In this section, we introduce X-Learner, which leverages multiple vision tasks and various data sources to learn a unified representation that transfers well to a wide range of downstream tasks. It combines the superior modelling capacity of a split architecture design with the simplicity of hard parameter sharing. The whole two-stage framework is shown in Fig. 2. In Expansion Stage, we learn individual sub-backbones for different tasks with multi-source data in parallel. We further interconnect them to an expanded backbone that effectively alleviates interference among tasks. We then condense the expanded backbone to a normal-sized one in Squeeze Stage, producing the final general representation for downstream transfer.

3.1 Multi-Task and Multi-Source Learning

As illustrated in Fig. 1(a), the most common supervised learning setting involves only one task with a single source, i.e., a datum from the source has one label or annotation corresponding to the only task (SSST). There is no task interference during optimization, yet the generated representation is weak in terms of transferability to other tasks.

Traditional multi-task approaches in previous works concurrently learn multiple tasks within a single data source (SSMT), which is shown in Fig. 1(b). The single data source should have multiple sets of labels, each for one task. Such a data source is hardly scalable due to the high annotation cost.

To fix the drawbacks of previous setups, we propose our multi-source multi-task setting (MSMT), which is displayed in Fig. 1(c). More concretely, let T be the number of tasks, then for each task \(t\in \{1,2,...,T\}\), there are \(N_t\) data sources \(\mathcal {S}^t=\{(X_n^t,Y_n^t)\}_{n=1}^{N_t}\) with labels of the task. In this way, we only require \(N=\sum _{t=1}^TN_t\) single-task data sources which are easily attainable, avoiding the difficulty of multi-task annotation. Our setting is also highly extensible since adding new tasks or data sources becomes an effortless process. During training, the optimization objective of our multi-task and multi-source paradigm is to simply minimize the average loss over all the N data sources consisting of T different tasks:

$$\begin{aligned} \min _\theta L(\theta ,\{\mathcal {S}^t\}_{t=1}^T)=\frac{1}{N}\sum _{t=1}^{T}\sum _{n=1}^{N_t}\ell _t(\theta ,(X_n^t,Y_n^t)) \end{aligned}$$
(1)

where \(\theta \) denotes model parameters, and \(\ell _t\) refers to the loss function for task t.

3.2 Expansion Stage

figure a

We aim to learn general representation from heterogeneous tasks while being least affected by the harmful interference among tasks. This motivates us to design this Expansion Stage to learn a split architecture combining multiple single-task networks. We first train T sub-backbones individually for the T tasks, leveraging their own data sources. We then join all T sub-backbones into one holistic architecture, integrating information learned from all tasks to form a general representation. Specifically, we introduce an expanded backbone composed of multiple sub-backbones corresponding to T tasks, along with several reconciliation layers for connecting them, which we describe in detail below. The expanded backbone learned in this pipeline largely 1) preserves the high precision of single-task training, and 2) combines advantages of all tasks to achieve better generalizability on downstream tasks. The full training process is summarized in Algorithm 1.

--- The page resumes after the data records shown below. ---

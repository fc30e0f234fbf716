//! Mount / unmount lifecycle for a [`SessionContext`].
//!
//! SYSTEM CONTEXT
//! ==============
//! [`mount`] is what a host calls once its shell is up. It kicks off store
//! rehydration and spawns three tasks:
//!
//! - the bootstrap orchestrator (once per mount);
//! - the tenant loader (once per mount, after the rehydrate delay);
//! - the token watcher, which arms the refresh scheduler whenever a new access
//!   token lands in the Credential Store, keeps the visibility handler seeded
//!   with it, and cancels both when the token disappears.
//!
//! DESIGN
//! ======
//! [`MountedSession::dispose`] is the single structured cleanup: it flips the
//! mount signal, stops the watcher (which disposes the visibility handler),
//! and cancels the refresh timer. In-flight orchestrator and loader calls are
//! left to finish; they observe the mount signal before writing.
//!
//! Scheduler callbacks hold a `Weak` context so an armed timer never keeps a
//! dropped session alive.

use std::sync::{Arc, Weak};

use tokio::sync::watch;
use tokio::task::JoinHandle;
use tracing::{debug, info, warn};

use crate::host::Visibility;
use crate::refresh::{RefreshCallbacks, VisibilityHandle};
use crate::session::bootstrap::{BootstrapOrchestrator, BootstrapOutcome};
use crate::session::context::{MountSignal, SessionContext};
use crate::session::teardown::{TeardownReason, teardown};
use crate::session::tenant_loader::{LoaderOutcome, TenantLoader};
use crate::state::{SessionUser, TokenUpdate};

/// Start the session lifecycle for `ctx`.
#[must_use]
pub fn mount(ctx: Arc<SessionContext>, visibility: watch::Receiver<Visibility>) -> MountedSession {
    let signal = MountSignal::new();
    let orchestrator = Arc::new(BootstrapOrchestrator::new());
    let loader = Arc::new(TenantLoader::new());

    {
        let ctx = ctx.clone();
        tokio::spawn(async move {
            tokio::task::yield_now().await;
            if !ctx.credentials.is_hydrated() {
                ctx.credentials.rehydrate();
            }
            if !ctx.tenant.snapshot().initialized {
                ctx.tenant.rehydrate();
            }
            debug!("session stores rehydrated");
        });
    }

    let bootstrap = {
        let ctx = ctx.clone();
        let signal = signal.clone();
        let orchestrator = orchestrator.clone();
        tokio::spawn(async move { orchestrator.run(&ctx, &signal).await })
    };

    let tenant_loader = {
        let ctx = ctx.clone();
        let signal = signal.clone();
        let loader = loader.clone();
        tokio::spawn(async move { loader.run(&ctx, &signal).await })
    };

    let watcher = tokio::spawn(watch_tokens(Arc::downgrade(&ctx), visibility));

    info!("session mounted");
    MountedSession {
        ctx,
        signal,
        orchestrator,
        loader,
        bootstrap: Some(bootstrap),
        tenant_loader: Some(tenant_loader),
        watcher: Some(watcher),
    }
}

fn refresh_callbacks(ctx: &Weak<SessionContext>) -> RefreshCallbacks {
    let on_refreshed = ctx.clone();
    let on_expired = ctx.clone();
    RefreshCallbacks::new(
        move |access_token: String| {
            if let Some(ctx) = on_refreshed.upgrade() {
                ctx.credentials.update_tokens(
                    TokenUpdate::new()
                        .user(SessionUser::from_access_token(&access_token))
                        .access_token(access_token),
                );
            }
        },
        move || {
            if let Some(ctx) = on_expired.upgrade() {
                teardown(&ctx, TeardownReason::Expired);
            }
        },
    )
}

async fn watch_tokens(ctx: Weak<SessionContext>, visibility: watch::Receiver<Visibility>) {
    let Some(mut tokens) = ctx.upgrade().map(|c| c.credentials.subscribe()) else {
        return;
    };
    let callbacks = refresh_callbacks(&ctx);
    let mut current: Option<String> = None;
    let mut foreground: Option<VisibilityHandle> = None;

    loop {
        let token = tokens.borrow_and_update().credential.access_token.clone();
        let Some(session) = ctx.upgrade() else {
            return;
        };

        match token {
            Some(token) if current.as_deref() != Some(token.as_str()) => {
                if session.scheduler.armed_token().as_deref() != Some(token.as_str()) {
                    if let Err(e) = session.scheduler.init_token_refresh(&token, callbacks.clone()) {
                        warn!(error = %e, "access token expiry unreadable; proactive refresh disabled");
                    }
                }
                foreground = Some(
                    session
                        .scheduler
                        .setup_visibility_handler(&token, callbacks.clone(), visibility.clone()),
                );
                current = Some(token);
            }
            None if current.is_some() => {
                session.scheduler.clear_refresh_timer();
                foreground = None;
                current = None;
            }
            _ => {}
        }
        drop(session);

        if tokens.changed().await.is_err() {
            break;
        }
    }
    drop(foreground);
}

// =============================================================================
// MOUNTED SESSION
// =============================================================================

/// A live mount. Dropping it disposes the mount.
pub struct MountedSession {
    ctx: Arc<SessionContext>,
    signal: MountSignal,
    orchestrator: Arc<BootstrapOrchestrator>,
    loader: Arc<TenantLoader>,
    bootstrap: Option<JoinHandle<BootstrapOutcome>>,
    tenant_loader: Option<JoinHandle<LoaderOutcome>>,
    watcher: Option<JoinHandle<()>>,
}

impl MountedSession {
    #[must_use]
    pub fn context(&self) -> &Arc<SessionContext> {
        &self.ctx
    }

    #[must_use]
    pub fn is_mounted(&self) -> bool {
        self.signal.is_mounted()
    }

    /// Wait for the orchestrator and the loader to finish their first run.
    /// Returns `None` for a task already awaited or cancelled.
    pub async fn settled(&mut self) -> (Option<BootstrapOutcome>, Option<LoaderOutcome>) {
        let bootstrap = match self.bootstrap.take() {
            Some(task) => task.await.ok(),
            None => None,
        };
        let loader = match self.tenant_loader.take() {
            Some(task) => task.await.ok(),
            None => None,
        };
        (bootstrap, loader)
    }

    /// Re-invoke the bootstrap effect on this mount. Runs the sequence only if
    /// it has not run yet.
    pub async fn rerun_bootstrap(&self) -> BootstrapOutcome {
        self.orchestrator.run(&self.ctx, &self.signal).await
    }

    /// Re-invoke the tenant loader on this mount.
    pub async fn rerun_loader(&self) -> LoaderOutcome {
        self.loader.run(&self.ctx, &self.signal).await
    }

    /// Sign out: tear the session down and send the host to the login page.
    pub fn logout(&self) {
        teardown(&self.ctx, TeardownReason::Logout);
    }

    /// Cancel the watcher, the visibility subscription, and the refresh timer.
    /// Idempotent.
    pub fn dispose(&mut self) {
        if !self.signal.unmount() {
            return;
        }
        if let Some(watcher) = self.watcher.take() {
            watcher.abort();
        }
        self.ctx.scheduler.clear_refresh_timer();
        info!("session unmounted");
    }
}

impl Drop for MountedSession {
    fn drop(&mut self) {
        self.dispose();
    }
}

#[cfg(test)]
#[path = "runtime_test.rs"]
mod tests;
//! The one tenant-config fetch path shared by the orchestrator and the loader.
//!
//! DESIGN
//! ======
//! The fetch is latched by [`TenantStore::begin_loading`]; whichever caller
//! raises `is_loading` first does the fetch and the other backs off. The
//! guard is held across the remote call and dropped on every exit path.
//!
//! The session epoch is captured before the call. A response that lands after
//! teardown is discarded even if a new session has signed in since.
//!
//! ERROR HANDLING
//! ==============
//! Failure never propagates: it is logged and the tenant stays unresolved so
//! a later caller can retry.
//!
//! [`TenantStore::begin_loading`]: crate::state::TenantStore::begin_loading

use tracing::{debug, info, warn};

use crate::host::Cookie;
use crate::net::TenantConfigResponse;
use crate::session::context::{MountSignal, SessionContext};
use crate::state::TokenUpdate;

#[derive(Debug, Clone, Copy, PartialEq, Eq)]
pub enum TenantFetchOutcome {
    /// Both stores were written and the tenant cookie set.
    Loaded,
    /// Another fetch held the `is_loading` latch.
    AlreadyLoading,
    /// No access token to authorize the request.
    Unauthenticated,
    /// The call failed; the tenant remains unresolved.
    Failed,
    /// The mount or the session ended while the call was in flight; the
    /// result was dropped.
    Discarded,
}

/// Fetch tenant config with the current access token and write it to both
/// stores.
pub async fn fetch_and_apply(ctx: &SessionContext, mount: &MountSignal) -> TenantFetchOutcome {
    let epoch = ctx.epoch.current();
    let Some(access_token) = ctx.credentials.access_token() else {
        return TenantFetchOutcome::Unauthenticated;
    };
    let Some(_loading) = ctx.tenant.begin_loading() else {
        return TenantFetchOutcome::AlreadyLoading;
    };

    let result = ctx
        .tenant_api
        .fetch_tenant_config(&access_token)
        .await
        .and_then(TenantConfigResponse::resolve);

    let resolved = match result {
        Ok(resolved) => resolved,
        Err(e) => {
            warn!(error = %e, "tenant config fetch failed; tenant left unresolved");
            return TenantFetchOutcome::Failed;
        }
    };

    let current = mount.is_mounted() && ctx.epoch.is_current(epoch);
    if !current || ctx.credentials.access_token().is_none() {
        debug!("tenant config response arrived after session change; discarded");
        return TenantFetchOutcome::Discarded;
    }

    let config = resolved.config;
    let mut update = TokenUpdate::new()
        .tenant_id(Some(config.record_id.clone()))
        .account_code(config.account_code.clone());
    if let Some(role) = resolved.role {
        update = update.role(role);
    }
    ctx.credentials.update_tokens(update);
    ctx.cookies
        .set_cookie(Cookie::new(ctx.config.keys.tenant_cookie.clone(), config.record_id.clone()));

    info!(
        tenant_id = %config.record_id,
        account_code = config.account_code.as_deref().unwrap_or(""),
        plan = ?config.plan,
        "tenant config loaded"
    );
    ctx.tenant.set_tenant(config);
    TenantFetchOutcome::Loaded
}

#[cfg(test)]
#[path = "tenant_fetch_test.rs"]
mod tests;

Reconciliation Layer. As shown in Fig. 2(a), each reconciliation layer is a link between two sub-backbones of two tasks. It obtains features from one task, transforms them with a few operations, and then fuses them into the features of another task at the same or a deeper layer.

Suppose each sub-backbone has D output layers, and we denote the original output of layer \(i\in \{1,2,...,D\}\) from the sub-backbone for task \(t\in \{1,2,...,T\}\) by \(\mathcal {E}^t_i\). Let \(\gamma _{j \rightarrow i}^{k \rightarrow t}\) (\(j\le i\), \(k\ne t\)) refer to the reconciliation layer taking \(\mathcal {E}_j^k\) as input and providing its output to the \(i^\text {th}\) layer of another task t. According to Fig. 2(a), \(\gamma _{j \rightarrow i}^{k \rightarrow t}\) can be expressed as the composition of one \(\gamma _b\) and \(i-j\) times of \(\gamma _a\). Receiving all cross-task and cross-layer features, we take a summation to compute the final fused output \(F^t_i\) at layer i of the sub-backbone for task t:

$$\begin{aligned} F^t_i = \mathcal {E}^t_i+\sum _{\begin{array}{c} k=1\\ k\ne t \end{array}}^T\sum _{j=1}^i\gamma _{j \rightarrow i}^{k \rightarrow t}\left( \mathcal {E}^k_j\right) . \end{aligned}$$
(2)

Adding reconciliation layers directly facilitates interactions among information from different tasks. Thus it closely unifies all sub-backbones into one expanded backbone expressing an integrated and general representation. In practical implementation, to avoid task interference introduced by such cross-task communication, we detach inputs to all reconciliation layers from the computational graph to cut off further gradient propagation.

Fig. 3.
figure 3

Variants of X-Learner. (a) is the default form of X-Learner. (b) The expansion stage of X-Learner++ is supervised by extra hints from single-task single-source pre-trained models. (c) X-Learner\(_r\) is a Squeeze-Expansion version. (d) X-Learner\(_p\) replace the distillation with pruning in the squeeze stage. (e) We switch to a new reconciliation layer in X-Learner\(_t\). Differences between variants and the default X-Learner are highlighted in red.

3.3 Squeeze Stage

The previous Expansion Stage gives a concerted representation provided by the expanded backbone uniting all T sub-backbones of T tasks. However, it also introduces an undesirable T times increase in the number of model parameters and computational complexity. To maintain performance while reducing the expanded parameters, we present the Squeeze Stage. The final squeezed model remains highly generalizable for downstream transfer while sharing the same number of parameters with a single-task sub-backbone.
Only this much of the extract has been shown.